---------- RECORDS SHOWN ----------

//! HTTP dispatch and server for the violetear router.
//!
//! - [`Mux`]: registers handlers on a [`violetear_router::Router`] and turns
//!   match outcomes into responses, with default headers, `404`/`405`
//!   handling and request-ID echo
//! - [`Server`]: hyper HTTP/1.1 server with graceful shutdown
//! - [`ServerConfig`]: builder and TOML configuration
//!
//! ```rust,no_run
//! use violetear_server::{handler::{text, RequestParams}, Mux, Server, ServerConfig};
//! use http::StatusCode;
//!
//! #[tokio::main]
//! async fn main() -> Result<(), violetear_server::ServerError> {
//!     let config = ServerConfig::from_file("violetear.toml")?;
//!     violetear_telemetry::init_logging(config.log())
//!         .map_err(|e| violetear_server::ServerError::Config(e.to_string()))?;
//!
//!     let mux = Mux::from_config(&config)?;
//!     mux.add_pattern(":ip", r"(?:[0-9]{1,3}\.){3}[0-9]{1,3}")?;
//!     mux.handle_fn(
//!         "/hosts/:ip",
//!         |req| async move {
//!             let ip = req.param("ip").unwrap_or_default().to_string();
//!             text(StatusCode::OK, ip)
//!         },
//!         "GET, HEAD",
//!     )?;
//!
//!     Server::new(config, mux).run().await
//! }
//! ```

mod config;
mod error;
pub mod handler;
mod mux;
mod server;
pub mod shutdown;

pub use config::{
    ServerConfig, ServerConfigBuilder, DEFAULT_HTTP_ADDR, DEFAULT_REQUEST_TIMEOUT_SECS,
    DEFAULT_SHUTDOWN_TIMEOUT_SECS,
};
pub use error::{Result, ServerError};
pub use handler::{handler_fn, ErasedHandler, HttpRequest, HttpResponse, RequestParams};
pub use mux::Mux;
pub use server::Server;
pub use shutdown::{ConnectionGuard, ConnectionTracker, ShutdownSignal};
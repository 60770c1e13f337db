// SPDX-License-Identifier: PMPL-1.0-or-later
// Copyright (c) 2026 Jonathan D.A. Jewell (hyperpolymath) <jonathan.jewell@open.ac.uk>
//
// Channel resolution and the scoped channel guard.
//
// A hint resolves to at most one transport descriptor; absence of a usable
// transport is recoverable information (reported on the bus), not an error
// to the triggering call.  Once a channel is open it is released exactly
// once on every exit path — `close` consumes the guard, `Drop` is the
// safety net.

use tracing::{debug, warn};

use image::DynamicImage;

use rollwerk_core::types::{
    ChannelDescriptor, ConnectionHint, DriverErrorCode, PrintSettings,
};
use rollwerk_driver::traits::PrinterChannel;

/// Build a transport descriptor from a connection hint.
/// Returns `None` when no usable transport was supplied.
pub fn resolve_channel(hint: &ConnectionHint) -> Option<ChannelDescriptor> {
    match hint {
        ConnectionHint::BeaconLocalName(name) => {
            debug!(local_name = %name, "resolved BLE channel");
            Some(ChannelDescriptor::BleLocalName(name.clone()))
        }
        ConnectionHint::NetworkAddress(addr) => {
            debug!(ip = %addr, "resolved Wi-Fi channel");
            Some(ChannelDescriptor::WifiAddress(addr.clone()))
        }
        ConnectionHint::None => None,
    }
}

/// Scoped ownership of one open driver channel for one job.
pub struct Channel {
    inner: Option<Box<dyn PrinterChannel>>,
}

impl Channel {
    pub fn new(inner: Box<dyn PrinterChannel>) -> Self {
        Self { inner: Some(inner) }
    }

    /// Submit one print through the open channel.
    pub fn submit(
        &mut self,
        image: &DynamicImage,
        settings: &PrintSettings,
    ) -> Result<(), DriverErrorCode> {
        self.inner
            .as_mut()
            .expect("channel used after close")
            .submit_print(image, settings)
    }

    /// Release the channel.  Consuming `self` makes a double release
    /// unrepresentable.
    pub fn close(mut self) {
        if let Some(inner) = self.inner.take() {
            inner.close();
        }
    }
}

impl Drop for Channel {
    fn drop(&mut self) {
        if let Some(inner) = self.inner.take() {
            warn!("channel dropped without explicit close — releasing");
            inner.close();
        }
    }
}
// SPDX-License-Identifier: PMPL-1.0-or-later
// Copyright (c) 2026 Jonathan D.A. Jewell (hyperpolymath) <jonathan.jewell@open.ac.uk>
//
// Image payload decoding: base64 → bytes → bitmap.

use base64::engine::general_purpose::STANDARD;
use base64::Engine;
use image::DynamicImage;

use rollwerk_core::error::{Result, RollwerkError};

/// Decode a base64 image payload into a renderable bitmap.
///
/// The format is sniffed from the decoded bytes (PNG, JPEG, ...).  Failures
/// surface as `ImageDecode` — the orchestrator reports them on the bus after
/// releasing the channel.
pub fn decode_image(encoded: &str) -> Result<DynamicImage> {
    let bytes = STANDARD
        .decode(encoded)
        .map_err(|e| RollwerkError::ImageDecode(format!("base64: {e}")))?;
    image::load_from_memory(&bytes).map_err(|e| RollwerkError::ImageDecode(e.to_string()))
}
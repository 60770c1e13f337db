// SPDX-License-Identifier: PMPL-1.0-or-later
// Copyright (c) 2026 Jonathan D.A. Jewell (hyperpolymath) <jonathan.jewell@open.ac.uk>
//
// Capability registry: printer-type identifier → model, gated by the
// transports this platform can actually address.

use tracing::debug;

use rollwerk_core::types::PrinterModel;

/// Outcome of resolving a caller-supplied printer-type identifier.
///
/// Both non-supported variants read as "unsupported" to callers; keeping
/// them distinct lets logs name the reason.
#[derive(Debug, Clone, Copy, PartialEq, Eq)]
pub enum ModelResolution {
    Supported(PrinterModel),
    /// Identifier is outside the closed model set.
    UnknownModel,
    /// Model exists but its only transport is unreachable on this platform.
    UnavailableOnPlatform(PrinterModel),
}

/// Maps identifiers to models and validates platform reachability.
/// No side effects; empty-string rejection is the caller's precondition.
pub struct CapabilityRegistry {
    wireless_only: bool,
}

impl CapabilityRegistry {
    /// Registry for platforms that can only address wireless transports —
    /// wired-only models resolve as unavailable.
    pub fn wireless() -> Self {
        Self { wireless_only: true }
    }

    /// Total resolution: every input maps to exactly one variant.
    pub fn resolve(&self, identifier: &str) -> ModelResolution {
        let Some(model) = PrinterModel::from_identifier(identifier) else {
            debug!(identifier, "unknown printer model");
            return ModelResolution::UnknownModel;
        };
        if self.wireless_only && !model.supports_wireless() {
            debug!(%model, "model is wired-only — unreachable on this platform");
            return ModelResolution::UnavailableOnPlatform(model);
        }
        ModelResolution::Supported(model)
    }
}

----------

PROBLEM TO WORK ON
All that is wanted is the stretch of lines above from the one containing "the caller's precondition." through the one containing "resolve as unavailable.", duplicated exactly.

OUTPUT BELOW
/// No side effects; empty-string rejection is the caller's precondition.
pub struct CapabilityRegistry {
    wireless_only: bool,
}

impl CapabilityRegistry {
    /// Registry for platforms that can only address wireless transports —
    /// wired-only models resolve as unavailable.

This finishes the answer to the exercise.